• **WORK REQUIRED**: Where in the entries below does "inherited" appear? Copy every line that has it.

====== TASK INPUTS

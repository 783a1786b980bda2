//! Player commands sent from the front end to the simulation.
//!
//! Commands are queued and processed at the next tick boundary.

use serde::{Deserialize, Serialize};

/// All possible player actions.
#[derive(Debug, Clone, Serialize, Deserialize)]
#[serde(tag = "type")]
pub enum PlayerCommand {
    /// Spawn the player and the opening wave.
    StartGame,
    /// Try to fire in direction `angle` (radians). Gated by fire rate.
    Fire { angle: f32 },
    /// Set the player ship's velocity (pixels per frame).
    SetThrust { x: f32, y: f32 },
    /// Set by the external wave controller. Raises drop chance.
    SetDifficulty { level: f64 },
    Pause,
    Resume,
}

============
====== TASK INPUTS

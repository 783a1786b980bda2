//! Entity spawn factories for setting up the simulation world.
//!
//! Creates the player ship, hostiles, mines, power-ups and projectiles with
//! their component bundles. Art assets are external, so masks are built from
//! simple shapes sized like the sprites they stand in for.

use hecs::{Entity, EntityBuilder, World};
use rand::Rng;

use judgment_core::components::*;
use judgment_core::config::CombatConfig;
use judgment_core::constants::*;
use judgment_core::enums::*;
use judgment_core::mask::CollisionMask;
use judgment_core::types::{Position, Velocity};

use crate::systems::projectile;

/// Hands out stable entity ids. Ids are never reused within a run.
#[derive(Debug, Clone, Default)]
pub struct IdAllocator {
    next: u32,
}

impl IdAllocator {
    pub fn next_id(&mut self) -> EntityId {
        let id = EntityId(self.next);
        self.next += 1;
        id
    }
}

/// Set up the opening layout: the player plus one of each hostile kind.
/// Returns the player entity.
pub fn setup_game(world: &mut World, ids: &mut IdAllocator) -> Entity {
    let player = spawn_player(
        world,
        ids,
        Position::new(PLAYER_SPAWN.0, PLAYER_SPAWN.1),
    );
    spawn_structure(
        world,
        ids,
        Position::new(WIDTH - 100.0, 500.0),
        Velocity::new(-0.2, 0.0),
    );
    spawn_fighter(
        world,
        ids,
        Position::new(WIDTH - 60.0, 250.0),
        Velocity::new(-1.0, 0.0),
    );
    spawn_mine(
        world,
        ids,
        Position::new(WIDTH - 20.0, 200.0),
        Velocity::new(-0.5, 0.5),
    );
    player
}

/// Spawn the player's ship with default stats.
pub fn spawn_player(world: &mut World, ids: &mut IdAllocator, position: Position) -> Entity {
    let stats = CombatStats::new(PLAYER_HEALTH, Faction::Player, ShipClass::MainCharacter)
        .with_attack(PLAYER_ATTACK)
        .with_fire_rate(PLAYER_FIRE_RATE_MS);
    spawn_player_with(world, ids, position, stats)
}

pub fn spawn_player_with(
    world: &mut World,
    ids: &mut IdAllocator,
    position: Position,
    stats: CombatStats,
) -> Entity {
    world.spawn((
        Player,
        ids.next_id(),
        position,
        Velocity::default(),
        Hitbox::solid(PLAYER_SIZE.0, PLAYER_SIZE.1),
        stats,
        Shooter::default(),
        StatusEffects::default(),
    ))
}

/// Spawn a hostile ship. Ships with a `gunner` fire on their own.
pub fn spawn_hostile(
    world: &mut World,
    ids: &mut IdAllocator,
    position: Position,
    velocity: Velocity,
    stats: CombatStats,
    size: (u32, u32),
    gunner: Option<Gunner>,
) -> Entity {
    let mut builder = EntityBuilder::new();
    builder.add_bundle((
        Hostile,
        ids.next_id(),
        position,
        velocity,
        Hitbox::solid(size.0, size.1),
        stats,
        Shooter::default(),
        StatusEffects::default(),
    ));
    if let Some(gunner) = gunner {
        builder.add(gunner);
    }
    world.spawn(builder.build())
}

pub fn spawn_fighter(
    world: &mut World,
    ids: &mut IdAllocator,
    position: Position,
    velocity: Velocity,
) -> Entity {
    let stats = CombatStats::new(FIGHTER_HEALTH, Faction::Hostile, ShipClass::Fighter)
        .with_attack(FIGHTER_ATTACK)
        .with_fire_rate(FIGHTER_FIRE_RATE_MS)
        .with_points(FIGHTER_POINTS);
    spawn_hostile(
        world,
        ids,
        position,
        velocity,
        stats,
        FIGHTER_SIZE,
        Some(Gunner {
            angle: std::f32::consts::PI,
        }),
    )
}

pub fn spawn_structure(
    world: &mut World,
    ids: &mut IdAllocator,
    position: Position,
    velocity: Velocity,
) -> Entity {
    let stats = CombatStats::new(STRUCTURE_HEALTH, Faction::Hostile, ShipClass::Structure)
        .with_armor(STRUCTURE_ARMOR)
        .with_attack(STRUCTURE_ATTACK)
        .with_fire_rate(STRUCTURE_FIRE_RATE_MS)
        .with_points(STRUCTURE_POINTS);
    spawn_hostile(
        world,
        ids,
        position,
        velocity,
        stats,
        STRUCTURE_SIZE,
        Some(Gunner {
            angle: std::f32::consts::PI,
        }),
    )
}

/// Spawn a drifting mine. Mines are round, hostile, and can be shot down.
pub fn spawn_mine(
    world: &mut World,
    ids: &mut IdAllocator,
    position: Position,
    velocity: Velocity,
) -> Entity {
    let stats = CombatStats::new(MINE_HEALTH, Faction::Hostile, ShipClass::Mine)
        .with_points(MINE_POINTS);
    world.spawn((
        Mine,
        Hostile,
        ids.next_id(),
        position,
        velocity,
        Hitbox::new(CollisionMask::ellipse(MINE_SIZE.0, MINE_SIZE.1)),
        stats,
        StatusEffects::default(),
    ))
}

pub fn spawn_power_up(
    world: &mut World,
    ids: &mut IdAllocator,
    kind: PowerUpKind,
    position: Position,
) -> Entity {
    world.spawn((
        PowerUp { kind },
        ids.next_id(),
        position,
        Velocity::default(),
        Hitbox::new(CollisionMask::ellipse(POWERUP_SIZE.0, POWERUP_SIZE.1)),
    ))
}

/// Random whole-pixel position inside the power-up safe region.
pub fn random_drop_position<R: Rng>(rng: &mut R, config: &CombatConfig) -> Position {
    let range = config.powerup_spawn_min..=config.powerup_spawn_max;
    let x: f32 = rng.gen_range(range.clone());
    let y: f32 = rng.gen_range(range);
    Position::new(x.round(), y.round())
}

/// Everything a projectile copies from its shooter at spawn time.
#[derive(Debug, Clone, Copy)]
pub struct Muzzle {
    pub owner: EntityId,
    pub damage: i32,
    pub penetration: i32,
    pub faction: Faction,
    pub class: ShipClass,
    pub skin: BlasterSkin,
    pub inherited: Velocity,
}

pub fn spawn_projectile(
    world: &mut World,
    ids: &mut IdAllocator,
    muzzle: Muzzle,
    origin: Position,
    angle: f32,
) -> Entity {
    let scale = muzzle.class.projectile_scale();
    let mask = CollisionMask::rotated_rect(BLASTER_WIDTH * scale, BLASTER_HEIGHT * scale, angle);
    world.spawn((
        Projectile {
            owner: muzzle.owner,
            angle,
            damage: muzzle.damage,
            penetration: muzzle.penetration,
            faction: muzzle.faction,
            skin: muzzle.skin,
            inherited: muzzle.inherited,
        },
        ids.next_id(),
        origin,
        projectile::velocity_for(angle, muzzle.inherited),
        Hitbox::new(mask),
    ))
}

============

• **THE COMPLETED TASK**:
    pub inherited: Velocity,
            inherited: muzzle.inherited,
        projectile::velocity_for(angle, muzzle.inherited),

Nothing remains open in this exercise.